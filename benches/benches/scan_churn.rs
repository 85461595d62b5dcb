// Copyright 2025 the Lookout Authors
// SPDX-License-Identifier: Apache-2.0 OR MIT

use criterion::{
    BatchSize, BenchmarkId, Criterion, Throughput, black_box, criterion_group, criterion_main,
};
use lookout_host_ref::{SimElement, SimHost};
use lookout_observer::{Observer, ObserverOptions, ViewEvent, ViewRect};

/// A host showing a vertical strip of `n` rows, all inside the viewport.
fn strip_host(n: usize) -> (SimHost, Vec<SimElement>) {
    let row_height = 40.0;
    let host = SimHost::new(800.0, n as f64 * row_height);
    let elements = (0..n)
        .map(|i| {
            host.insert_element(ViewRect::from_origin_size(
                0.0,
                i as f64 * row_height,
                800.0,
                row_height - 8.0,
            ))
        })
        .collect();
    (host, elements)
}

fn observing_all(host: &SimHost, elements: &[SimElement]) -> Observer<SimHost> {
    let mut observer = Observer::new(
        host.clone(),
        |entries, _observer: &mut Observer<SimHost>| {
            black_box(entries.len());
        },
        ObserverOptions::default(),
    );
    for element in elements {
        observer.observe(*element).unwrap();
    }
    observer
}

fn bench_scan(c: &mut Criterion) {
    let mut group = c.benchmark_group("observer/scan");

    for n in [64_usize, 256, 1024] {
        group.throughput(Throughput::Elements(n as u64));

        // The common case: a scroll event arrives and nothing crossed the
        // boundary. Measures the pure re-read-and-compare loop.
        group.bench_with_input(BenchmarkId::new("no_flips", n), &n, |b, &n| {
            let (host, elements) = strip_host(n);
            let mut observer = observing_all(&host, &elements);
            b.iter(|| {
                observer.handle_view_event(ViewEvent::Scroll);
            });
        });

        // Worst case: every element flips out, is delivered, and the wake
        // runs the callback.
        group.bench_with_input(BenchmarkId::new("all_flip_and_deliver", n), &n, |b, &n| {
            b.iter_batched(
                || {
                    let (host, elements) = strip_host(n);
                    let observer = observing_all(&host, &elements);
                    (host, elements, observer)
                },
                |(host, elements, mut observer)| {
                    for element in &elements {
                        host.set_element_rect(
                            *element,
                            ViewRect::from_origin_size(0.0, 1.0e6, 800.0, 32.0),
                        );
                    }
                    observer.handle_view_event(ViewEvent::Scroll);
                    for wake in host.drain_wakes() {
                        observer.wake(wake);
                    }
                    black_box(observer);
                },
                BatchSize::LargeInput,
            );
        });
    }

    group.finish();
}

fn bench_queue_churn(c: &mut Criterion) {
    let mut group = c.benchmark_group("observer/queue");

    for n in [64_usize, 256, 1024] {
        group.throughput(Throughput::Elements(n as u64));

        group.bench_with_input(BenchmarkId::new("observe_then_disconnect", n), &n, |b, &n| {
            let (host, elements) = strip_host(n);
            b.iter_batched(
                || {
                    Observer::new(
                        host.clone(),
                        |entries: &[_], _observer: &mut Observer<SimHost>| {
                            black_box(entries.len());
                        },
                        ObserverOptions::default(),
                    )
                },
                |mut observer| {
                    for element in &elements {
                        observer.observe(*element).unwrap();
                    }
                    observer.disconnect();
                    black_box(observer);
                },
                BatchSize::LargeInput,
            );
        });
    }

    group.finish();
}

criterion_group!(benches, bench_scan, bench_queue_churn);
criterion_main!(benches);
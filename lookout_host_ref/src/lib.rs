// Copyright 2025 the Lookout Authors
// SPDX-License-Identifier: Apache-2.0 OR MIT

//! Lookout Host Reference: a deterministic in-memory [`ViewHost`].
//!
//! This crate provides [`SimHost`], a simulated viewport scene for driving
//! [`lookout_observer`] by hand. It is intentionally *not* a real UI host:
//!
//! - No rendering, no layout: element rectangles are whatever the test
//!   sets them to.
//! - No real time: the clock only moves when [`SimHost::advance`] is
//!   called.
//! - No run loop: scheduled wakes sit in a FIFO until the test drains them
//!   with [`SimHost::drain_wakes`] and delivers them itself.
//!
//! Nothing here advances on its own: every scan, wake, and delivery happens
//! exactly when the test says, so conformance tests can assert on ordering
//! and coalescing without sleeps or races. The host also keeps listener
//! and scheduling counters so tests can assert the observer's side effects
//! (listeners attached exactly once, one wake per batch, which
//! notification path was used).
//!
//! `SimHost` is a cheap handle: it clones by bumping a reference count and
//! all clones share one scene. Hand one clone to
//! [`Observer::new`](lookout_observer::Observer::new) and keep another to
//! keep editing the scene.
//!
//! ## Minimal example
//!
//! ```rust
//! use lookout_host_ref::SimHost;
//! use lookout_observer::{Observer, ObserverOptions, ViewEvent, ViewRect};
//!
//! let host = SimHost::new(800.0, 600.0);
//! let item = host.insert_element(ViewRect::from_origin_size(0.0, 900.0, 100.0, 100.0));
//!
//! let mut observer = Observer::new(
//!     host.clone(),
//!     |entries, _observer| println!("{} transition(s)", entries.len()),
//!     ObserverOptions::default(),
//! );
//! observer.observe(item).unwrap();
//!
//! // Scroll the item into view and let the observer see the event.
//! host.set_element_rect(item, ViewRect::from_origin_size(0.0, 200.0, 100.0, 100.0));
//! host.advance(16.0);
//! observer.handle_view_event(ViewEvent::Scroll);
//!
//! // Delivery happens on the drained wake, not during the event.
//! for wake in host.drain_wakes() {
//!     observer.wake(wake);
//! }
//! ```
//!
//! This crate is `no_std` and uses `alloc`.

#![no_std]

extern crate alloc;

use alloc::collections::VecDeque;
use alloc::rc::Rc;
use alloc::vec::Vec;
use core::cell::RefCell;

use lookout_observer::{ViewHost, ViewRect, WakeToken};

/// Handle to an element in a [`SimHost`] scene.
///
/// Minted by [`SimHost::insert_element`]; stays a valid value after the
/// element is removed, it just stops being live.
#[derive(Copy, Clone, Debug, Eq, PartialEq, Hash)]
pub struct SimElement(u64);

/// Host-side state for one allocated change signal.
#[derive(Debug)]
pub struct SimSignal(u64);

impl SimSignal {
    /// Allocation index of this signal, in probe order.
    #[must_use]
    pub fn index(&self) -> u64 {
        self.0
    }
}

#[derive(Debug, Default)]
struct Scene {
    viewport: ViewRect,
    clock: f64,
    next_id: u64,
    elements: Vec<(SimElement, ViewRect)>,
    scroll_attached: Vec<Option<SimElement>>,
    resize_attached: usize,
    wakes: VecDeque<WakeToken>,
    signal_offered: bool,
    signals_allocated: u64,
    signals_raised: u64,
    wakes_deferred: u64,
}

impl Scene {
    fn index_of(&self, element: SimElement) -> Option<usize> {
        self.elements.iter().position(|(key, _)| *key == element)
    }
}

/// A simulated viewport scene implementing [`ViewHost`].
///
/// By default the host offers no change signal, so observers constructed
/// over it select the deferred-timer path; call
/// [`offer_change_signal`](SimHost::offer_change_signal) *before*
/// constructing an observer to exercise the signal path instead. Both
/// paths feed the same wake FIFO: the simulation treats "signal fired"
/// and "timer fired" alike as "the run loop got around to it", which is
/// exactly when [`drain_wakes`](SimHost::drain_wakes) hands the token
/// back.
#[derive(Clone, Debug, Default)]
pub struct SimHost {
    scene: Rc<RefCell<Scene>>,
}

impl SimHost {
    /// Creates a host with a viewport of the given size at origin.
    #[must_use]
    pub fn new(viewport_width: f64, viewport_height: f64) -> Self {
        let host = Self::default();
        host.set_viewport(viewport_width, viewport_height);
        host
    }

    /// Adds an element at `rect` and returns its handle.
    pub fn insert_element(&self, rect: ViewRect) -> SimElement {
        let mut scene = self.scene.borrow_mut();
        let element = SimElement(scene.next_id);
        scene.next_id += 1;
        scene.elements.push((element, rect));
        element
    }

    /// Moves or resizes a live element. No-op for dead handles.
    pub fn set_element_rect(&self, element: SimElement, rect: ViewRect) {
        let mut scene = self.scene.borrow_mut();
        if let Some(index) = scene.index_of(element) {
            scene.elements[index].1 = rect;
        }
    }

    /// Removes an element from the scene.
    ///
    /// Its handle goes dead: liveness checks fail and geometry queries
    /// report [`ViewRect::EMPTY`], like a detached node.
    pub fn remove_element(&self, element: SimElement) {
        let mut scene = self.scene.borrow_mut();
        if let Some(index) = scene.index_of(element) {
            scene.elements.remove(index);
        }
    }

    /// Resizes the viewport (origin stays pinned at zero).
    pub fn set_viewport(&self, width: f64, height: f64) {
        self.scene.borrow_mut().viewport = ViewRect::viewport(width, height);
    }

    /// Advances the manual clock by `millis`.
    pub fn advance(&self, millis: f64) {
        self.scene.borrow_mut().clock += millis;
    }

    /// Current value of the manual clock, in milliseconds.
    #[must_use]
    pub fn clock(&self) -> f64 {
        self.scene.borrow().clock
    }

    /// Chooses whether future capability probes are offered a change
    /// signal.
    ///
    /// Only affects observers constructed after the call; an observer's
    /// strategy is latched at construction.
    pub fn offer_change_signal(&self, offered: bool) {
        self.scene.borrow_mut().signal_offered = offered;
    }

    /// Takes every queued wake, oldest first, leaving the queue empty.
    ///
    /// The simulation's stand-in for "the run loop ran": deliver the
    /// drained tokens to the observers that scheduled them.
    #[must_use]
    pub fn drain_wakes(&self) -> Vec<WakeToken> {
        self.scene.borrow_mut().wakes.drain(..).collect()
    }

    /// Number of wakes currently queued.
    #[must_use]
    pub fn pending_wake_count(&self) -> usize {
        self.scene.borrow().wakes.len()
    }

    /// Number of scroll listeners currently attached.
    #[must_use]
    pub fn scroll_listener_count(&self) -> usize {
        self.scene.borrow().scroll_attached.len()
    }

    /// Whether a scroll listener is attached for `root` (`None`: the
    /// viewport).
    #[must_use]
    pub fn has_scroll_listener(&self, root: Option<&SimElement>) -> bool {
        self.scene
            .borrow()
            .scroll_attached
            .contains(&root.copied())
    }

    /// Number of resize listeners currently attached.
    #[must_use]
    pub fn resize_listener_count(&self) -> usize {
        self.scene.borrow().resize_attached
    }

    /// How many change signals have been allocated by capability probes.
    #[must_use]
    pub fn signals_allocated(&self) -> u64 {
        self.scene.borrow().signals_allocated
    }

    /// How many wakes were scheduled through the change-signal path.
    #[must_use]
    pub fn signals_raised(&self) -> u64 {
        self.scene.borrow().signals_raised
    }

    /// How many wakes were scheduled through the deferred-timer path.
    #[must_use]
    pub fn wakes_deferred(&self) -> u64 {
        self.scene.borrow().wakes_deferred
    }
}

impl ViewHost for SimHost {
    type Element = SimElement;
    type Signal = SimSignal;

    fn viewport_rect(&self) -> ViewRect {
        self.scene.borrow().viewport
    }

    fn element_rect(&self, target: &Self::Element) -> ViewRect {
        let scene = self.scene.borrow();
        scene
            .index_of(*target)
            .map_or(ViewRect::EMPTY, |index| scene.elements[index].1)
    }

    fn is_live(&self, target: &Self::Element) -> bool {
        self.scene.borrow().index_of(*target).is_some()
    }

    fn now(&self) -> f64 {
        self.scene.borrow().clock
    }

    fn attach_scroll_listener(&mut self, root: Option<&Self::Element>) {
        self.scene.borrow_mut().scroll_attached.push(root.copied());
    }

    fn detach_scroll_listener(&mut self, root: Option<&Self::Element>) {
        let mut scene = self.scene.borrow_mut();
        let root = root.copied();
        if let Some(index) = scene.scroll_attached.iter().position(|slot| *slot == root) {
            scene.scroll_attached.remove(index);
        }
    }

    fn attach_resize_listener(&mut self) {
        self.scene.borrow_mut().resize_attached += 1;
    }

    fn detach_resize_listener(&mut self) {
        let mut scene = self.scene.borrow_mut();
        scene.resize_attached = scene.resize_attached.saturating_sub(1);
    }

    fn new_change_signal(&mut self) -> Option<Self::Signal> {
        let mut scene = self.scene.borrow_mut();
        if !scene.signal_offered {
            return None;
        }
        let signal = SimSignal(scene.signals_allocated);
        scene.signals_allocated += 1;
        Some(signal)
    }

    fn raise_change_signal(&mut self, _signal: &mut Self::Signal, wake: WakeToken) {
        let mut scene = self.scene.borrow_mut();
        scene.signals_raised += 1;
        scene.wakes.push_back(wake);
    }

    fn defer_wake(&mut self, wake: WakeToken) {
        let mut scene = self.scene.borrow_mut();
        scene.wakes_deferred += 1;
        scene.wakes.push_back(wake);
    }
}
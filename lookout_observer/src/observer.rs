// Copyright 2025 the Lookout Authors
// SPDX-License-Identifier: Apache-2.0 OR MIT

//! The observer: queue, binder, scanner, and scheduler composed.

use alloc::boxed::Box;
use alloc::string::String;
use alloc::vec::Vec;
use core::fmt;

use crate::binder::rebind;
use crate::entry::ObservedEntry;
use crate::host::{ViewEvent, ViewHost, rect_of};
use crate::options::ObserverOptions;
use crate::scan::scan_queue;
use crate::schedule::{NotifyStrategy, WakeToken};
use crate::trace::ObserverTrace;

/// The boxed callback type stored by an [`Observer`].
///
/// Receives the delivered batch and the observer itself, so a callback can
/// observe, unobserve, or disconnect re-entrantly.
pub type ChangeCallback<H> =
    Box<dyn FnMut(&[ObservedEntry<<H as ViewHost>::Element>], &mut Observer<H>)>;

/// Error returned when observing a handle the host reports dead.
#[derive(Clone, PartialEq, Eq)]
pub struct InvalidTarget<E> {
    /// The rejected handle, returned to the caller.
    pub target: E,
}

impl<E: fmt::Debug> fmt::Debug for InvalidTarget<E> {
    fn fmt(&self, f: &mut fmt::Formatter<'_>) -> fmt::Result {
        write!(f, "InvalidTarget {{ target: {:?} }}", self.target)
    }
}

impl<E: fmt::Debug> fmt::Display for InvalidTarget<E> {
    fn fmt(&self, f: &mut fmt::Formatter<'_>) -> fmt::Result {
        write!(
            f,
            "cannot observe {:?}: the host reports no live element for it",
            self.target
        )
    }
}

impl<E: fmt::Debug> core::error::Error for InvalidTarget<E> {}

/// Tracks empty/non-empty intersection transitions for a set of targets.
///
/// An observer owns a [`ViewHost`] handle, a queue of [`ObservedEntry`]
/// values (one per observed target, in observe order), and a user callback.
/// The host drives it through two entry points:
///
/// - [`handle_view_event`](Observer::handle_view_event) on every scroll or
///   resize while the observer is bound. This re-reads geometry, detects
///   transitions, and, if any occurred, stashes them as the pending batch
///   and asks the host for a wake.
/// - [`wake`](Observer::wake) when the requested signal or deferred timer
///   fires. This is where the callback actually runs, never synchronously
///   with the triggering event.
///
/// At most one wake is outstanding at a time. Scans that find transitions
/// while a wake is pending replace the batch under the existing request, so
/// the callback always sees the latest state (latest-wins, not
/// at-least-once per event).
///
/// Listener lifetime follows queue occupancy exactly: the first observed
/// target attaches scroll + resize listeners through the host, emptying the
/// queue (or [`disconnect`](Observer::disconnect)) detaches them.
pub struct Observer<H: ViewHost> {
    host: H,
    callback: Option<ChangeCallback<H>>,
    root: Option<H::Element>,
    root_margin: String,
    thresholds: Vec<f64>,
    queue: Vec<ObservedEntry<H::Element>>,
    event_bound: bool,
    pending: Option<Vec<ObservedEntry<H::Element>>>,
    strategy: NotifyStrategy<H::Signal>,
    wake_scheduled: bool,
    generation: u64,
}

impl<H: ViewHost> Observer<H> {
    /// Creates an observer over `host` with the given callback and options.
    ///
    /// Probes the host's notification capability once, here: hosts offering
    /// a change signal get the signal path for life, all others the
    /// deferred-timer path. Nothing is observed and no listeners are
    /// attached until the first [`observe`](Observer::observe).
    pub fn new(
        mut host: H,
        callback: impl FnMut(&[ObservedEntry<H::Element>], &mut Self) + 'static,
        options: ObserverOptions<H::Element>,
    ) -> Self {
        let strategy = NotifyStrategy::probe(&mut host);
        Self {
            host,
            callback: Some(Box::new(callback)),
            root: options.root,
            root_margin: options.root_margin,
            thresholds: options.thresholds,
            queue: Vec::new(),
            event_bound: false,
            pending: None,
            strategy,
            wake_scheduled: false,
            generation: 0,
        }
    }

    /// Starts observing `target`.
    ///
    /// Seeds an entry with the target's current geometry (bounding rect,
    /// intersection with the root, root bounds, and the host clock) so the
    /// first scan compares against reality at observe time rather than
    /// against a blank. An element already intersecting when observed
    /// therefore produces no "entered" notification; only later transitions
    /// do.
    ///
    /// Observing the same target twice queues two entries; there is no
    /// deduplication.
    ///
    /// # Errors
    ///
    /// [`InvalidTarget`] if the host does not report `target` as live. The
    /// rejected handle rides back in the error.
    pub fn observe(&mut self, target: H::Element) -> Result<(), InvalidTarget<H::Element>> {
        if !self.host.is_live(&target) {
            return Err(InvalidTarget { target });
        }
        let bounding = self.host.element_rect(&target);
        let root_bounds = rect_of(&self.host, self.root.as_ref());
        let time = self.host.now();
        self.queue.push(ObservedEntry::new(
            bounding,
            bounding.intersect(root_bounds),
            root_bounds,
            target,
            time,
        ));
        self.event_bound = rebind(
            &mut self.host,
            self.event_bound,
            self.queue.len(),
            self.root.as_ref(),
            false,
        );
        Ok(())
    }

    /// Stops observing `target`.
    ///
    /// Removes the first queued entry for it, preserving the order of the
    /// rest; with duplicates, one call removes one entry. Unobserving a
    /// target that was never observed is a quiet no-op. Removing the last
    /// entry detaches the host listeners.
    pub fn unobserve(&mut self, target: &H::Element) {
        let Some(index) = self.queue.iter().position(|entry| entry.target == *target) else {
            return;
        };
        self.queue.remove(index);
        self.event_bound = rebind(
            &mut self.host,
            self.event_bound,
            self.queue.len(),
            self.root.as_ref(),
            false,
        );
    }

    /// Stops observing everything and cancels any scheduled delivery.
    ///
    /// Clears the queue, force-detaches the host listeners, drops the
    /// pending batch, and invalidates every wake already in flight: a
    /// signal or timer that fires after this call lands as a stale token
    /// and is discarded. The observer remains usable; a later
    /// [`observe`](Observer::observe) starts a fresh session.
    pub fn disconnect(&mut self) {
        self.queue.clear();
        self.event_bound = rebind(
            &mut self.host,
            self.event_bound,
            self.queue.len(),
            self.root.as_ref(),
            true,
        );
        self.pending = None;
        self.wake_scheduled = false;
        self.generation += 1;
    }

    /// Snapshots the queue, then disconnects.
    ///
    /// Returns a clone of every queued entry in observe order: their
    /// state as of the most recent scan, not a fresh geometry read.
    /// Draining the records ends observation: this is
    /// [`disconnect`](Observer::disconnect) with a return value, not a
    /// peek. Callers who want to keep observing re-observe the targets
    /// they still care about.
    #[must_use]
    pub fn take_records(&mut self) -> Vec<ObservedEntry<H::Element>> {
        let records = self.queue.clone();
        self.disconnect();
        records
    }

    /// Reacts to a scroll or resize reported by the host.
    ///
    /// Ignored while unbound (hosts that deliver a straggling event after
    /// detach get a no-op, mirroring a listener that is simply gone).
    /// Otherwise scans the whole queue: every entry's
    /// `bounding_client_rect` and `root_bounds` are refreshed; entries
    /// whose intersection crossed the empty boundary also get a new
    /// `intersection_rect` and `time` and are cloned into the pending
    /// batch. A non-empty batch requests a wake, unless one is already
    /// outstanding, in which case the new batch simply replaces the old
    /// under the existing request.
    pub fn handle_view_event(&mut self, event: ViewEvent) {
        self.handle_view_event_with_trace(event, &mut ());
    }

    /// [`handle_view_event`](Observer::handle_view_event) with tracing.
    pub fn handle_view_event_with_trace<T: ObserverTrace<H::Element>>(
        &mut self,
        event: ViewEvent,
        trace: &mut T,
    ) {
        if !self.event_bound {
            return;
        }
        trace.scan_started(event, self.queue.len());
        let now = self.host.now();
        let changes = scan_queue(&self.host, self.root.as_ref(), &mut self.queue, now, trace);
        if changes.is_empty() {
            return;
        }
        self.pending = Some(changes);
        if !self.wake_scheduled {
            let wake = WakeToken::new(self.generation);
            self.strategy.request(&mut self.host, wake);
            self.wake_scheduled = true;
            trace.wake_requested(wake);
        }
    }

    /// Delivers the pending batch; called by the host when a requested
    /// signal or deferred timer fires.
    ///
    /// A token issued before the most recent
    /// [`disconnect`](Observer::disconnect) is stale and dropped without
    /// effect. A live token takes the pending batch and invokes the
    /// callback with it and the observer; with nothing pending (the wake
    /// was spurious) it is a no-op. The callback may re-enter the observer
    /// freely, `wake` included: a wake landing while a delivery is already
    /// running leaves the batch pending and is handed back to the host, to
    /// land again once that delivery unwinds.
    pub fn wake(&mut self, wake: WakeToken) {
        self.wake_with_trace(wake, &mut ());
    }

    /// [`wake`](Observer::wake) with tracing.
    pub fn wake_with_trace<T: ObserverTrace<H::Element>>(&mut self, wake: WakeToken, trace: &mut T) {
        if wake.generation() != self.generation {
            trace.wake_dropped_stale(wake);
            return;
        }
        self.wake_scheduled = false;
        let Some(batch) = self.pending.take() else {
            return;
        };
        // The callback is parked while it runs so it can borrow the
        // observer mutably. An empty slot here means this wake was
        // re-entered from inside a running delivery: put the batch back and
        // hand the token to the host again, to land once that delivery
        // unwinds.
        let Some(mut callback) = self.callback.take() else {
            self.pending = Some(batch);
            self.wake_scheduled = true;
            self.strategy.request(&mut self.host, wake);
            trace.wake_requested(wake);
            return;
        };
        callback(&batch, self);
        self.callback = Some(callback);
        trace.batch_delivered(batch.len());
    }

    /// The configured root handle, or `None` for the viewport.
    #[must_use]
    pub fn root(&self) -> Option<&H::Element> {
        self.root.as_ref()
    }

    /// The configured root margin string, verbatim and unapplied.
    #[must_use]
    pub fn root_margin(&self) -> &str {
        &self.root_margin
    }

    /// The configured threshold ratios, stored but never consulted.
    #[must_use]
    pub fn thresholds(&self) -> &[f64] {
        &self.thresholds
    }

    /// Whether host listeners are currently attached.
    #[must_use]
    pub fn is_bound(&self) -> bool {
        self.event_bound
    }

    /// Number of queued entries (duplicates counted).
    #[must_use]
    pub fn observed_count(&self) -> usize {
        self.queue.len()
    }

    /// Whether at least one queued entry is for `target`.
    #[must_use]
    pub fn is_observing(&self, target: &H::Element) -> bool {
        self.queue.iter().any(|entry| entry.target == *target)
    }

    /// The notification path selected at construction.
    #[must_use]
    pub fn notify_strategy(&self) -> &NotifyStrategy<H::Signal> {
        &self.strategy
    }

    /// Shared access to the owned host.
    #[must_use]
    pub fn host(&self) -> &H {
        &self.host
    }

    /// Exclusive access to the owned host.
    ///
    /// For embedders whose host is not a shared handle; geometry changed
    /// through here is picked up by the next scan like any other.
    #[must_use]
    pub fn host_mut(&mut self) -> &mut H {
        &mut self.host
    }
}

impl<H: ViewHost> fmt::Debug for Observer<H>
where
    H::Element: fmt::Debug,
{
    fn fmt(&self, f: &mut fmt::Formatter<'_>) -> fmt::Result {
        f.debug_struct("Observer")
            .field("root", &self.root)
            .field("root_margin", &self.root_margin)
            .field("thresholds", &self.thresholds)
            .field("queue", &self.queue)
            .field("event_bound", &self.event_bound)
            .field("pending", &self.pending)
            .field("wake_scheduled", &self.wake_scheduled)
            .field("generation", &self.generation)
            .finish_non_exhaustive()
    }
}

• [What the task requires] Within the material above, transcribe exactly the lines that run from the line holding "pub fn observe(&mut" through the line holding "let time = self.host.now();".

• [Solved exercise]
    pub fn observe(&mut self, target: H::Element) -> Result<(), InvalidTarget<H::Element>> {
        if !self.host.is_live(&target) {
            return Err(InvalidTarget { target });
        }
        let bounding = self.host.element_rect(&target);
        let root_bounds = rect_of(&self.host, self.root.as_ref());
        let time = self.host.now();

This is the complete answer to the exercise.